Más que de la sociedad en general, los sentimientos negativos hacia López Obrador se han promovido principalmente desde el poder político y económico. Felipe Calderón, por ejemplo, lo ha llamado “mezquino”, y Vicente Fox lo tuiteó como “uleroooo” y “Lopitoz”. Sin ser psiquiatra, Miguel Ángel Yunes se puso la bata blanca y lo diagnosticó con “un severo desequilibrio mental”. Y lo más extremo: al periodista Ricardo Alemán le pareció gracioso retuitear un mensaje en el que se sugería asesinar al candidato, sin duda la máxima expresión de odio formulada durante esta contienda electoral. Las descalificaciones de odio hacia sus seguidores llevan la misma línea: pejezombies, perrada, pejechairos, nacos…
Jaime Pérez Dávila –académico de la FES Acatlán– aventura que los amlofóbicos en el fondo se proyectan a sí mismos. Quizá tenga razón: la proyección es un proceso psicológico que opera cotidianamente en todos nosotros: lo que odiamos se ajusta probablemente a una parte de lo que somos o deseamos.
Pero más allá de esta hipótesis proyectiva, lo evidente es que el odio representa uno de los últimos eslabones de una larga y compleja cadena emocional: el miedo promueve enojo, el enojo conduce a la ira y está desemboca en odio. Como podrá notarse, del “peligro para México” (miedo), se pasó a las descalificaciones clasistas (enojo e ira), y esto desembocó en las sugerencias de muerte, el último eslabón de una tenebrosa cadena psicopolítica.
En estas elecciones intervendrán múltiples factores que harán comprensible su desenlace, pero el factor psicoemocional será vital.
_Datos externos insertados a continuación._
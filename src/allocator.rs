use crate::allocation_node::AllocationNode;
use crate::errors::{AllocationError, InfeasiblePolicy};
use crate::logger::{LogEvent, Logger};
use crate::warnln;

/// Trait for strategies that split a node's export slots among its children
pub trait PartitionAllocatorTrait {
    /// Write a slot count onto every child of `node`
    ///
    /// On success the children's slots sum to `node.export_slots()`. On failure every child is
    /// left at zero slots.
    fn allocate(&self, node: &mut AllocationNode, logger: &mut Logger) -> Result<(), AllocationError>;

    /// Get the name/type of this allocator
    fn get_allocator_type(&self) -> String;
}

/// Reset the node to the all-zero partition and report infeasibility according to `policy`
pub(crate) fn resolve_infeasible(policy: InfeasiblePolicy, node: &mut AllocationNode, allocator_type: &str, logger: &mut Logger) -> Result<(), AllocationError> {
    let zeros = vec![0; node.children().len()];
    node.assign_partition(&zeros);
    match policy {
        InfeasiblePolicy::Error => Err(AllocationError::Infeasible {
            node: node.name().to_string(),
            export_slots: node.export_slots(),
        }),
        InfeasiblePolicy::ZeroAllocation => {
            warnln!(logger, LogEvent::Allocation, "{} ({}): no feasible partition of {} slots among {} children, keeping zero allocation",
                node.name(), allocator_type, node.export_slots(), node.children().len());
            Ok(())
        }
    }
}
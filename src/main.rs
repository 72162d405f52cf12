mod scenarios;
mod charts;

use exportalloc::logger::{Logger, LogEvent, ConsoleReceiver, FileReceiver, LogReceiver, sanitize_filename};
use exportalloc::utils::RAND_SEED;
use exportalloc::{log, logln};
use std::path::PathBuf;
use std::sync::atomic::Ordering;

use scenarios::{get_scenario_catalog, TOTAL_ALLOCATION_RUNS};

/// Open a file receiver, falling back to no receiver when the log file cannot be created
fn file_receiver(path: &str, events: Vec<LogEvent>) -> Option<Box<dyn LogReceiver>> {
    match FileReceiver::new(&PathBuf::from(path), events) {
        Ok(receiver) => Some(receiver),
        Err(e) => {
            eprintln!("Warning: cannot open log file '{}': {}", path, e);
            None
        }
    }
}

fn main() {
    let raw_args: Vec<String> = std::env::args().collect();

    // Parse and filter out --verbose and --fastbreak arguments
    let mut args = Vec::new();
    let mut fastbreak = false;
    let mut verbose = false;
    for arg in raw_args.iter() {
        if arg == "--verbose" {
            verbose = true;
            continue;
        }
        if arg == "--fastbreak" {
            fastbreak = true;
            continue;
        }
        args.push(arg.clone());
    }

    // Check if "charts" argument is provided
    if args.len() > 1 && args[1] == "charts" {
        match charts::generate_allocation_charts() {
            Ok(()) => {
                println!("Allocation chart generation completed successfully.");
            }
            Err(e) => {
                eprintln!("Error generating charts: {}", e);
                std::process::exit(1);
            }
        }
        return;
    }

    if args.len() > 1 {
        let scenario_arg = &args[1];

        // Parse iterations parameter if present
        let iterations = if args.len() > 2 {
            match args[2].parse::<u64>() {
                Ok(n) => n,
                Err(_) => {
                    eprintln!("Error: Invalid iterations parameter '{}'. Expected a number.", args[2]);
                    std::process::exit(1);
                }
            }
        } else {
            1
        };

        // Parse optional starting seed if present
        let start_iteration = if args.len() > 3 {
            match args[3].parse::<u64>() {
                Ok(n) => n,
                Err(_) => {
                    eprintln!("Error: Invalid start iteration parameter '{}'. Expected a number.", args[3]);
                    std::process::exit(1);
                }
            }
        } else {
            0
        };

        let all_scenarios = get_scenario_catalog();

        let scenarios: Vec<_> = if scenario_arg == "all" {
            all_scenarios.clone()
        } else {
            let found = all_scenarios.iter().find(|s| s.short_name == scenario_arg);
            match found {
                Some(scenario) => vec![scenario.clone()],
                None => {
                    eprintln!("Error: Scenario '{}' not found.", scenario_arg);
                    eprintln!("Available scenarios:");
                    for s in &all_scenarios {
                        eprintln!("  - {}", s.short_name);
                    }
                    std::process::exit(1);
                }
            }
        };

        // Scenario-level detail only for a single run of a single scenario
        let mut logger = Logger::new();
        let mut console_events = vec![LogEvent::Validation];
        if scenario_arg != "all" && iterations == 1 {
            console_events.push(LogEvent::Scenario);
        }
        if verbose {
            console_events.extend([LogEvent::Level, LogEvent::Pricing, LogEvent::Allocation, LogEvent::Step]);
        }
        logger.add_receiver(ConsoleReceiver::new(console_events));

        let summary_receiver_id = file_receiver("log/summary.log", vec![LogEvent::Validation])
            .map(|receiver| logger.add_receiver(receiver));

        TOTAL_ALLOCATION_RUNS.store(0, Ordering::Relaxed);

        if scenario_arg == "all" {
            logln!(&mut logger, LogEvent::Validation, "Running all scenarios {} time(s)...\n", iterations);
        } else {
            logln!(&mut logger, LogEvent::Validation, "Running scenario '{}' {} time(s)...\n", scenario_arg, iterations);
        }

        let mut failures = 0u64;
        'scenarios: for scenario in &scenarios {
            log!(&mut logger, LogEvent::Validation, "{}: ", scenario.short_name);

            let scenario_log = format!("log/{}/scenario.log", sanitize_filename(scenario.short_name));
            let scenario_receiver_id = file_receiver(&scenario_log, vec![LogEvent::Scenario, LogEvent::Level])
                .map(|receiver| logger.add_receiver(receiver));

            for i in start_iteration..(start_iteration + iterations) {
                if iterations > 1 {
                    let iteration_num = i - start_iteration + 1;
                    log!(&mut logger, LogEvent::Validation, "[{}/{}] ", iteration_num, iterations);
                }

                RAND_SEED.store(i, Ordering::Relaxed);

                match (scenario.run)(scenario.short_name, &mut logger) {
                    Ok(()) => {
                        if iterations > 1 {
                            logln!(&mut logger, LogEvent::Validation, "✓");
                        } else {
                            logln!(&mut logger, LogEvent::Validation, "✓ PASSED");
                        }
                    }
                    Err(e) => {
                        failures += 1;
                        if iterations > 1 {
                            logln!(&mut logger, LogEvent::Validation, "✗");
                        } else {
                            logln!(&mut logger, LogEvent::Validation, "✗ FAILED: {}", e);
                        }

                        if fastbreak {
                            if let Some(id) = scenario_receiver_id {
                                logger.remove_receiver(id);
                            }
                            logln!(&mut logger, LogEvent::Validation, "\nStopping scenario execution due to failure (--fastbreak enabled)");
                            logln!(&mut logger, LogEvent::Validation, "Error at seed {}: {}", i, e);
                            break 'scenarios;
                        }
                    }
                }

                let _ = logger.flush();
            }

            if let Some(id) = scenario_receiver_id {
                logger.remove_receiver(id);
            }
        }

        let final_count = TOTAL_ALLOCATION_RUNS.load(Ordering::Relaxed);
        logln!(&mut logger, LogEvent::Validation, "\nTotal allocation runs completed: {}", final_count);

        if let Some(id) = summary_receiver_id {
            logger.remove_receiver(id);
        }
        if failures > 0 {
            std::process::exit(1);
        }
    } else {
        // Default: the layer phase scenario with allocation-level detail
        let mut logger = Logger::new();
        logger.add_receiver(ConsoleReceiver::new(vec![LogEvent::Scenario, LogEvent::Level, LogEvent::Pricing, LogEvent::Allocation]));
        if let Err(e) = scenarios::layers_exact::run("layers_exact", &mut logger) {
            eprintln!("Error running scenario: {}", e);
            std::process::exit(1);
        }
    }
}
El termómetro afectivo del país está en su máxima expresión y, sin duda –como en ninguna otra experiencia reciente–, dejará su huella en los próximos resultados. El hartazgo social, el enojo, la ira, el miedo, el odio, pero también la alegría y la esperanza, serán los protagonistas de esta nueva historia. l
* Rogelio Flores. Doctor en psicología y profesor de la Facultad de Psicología de la UNAM. Coordinador del Centro de Documentación de Proceso.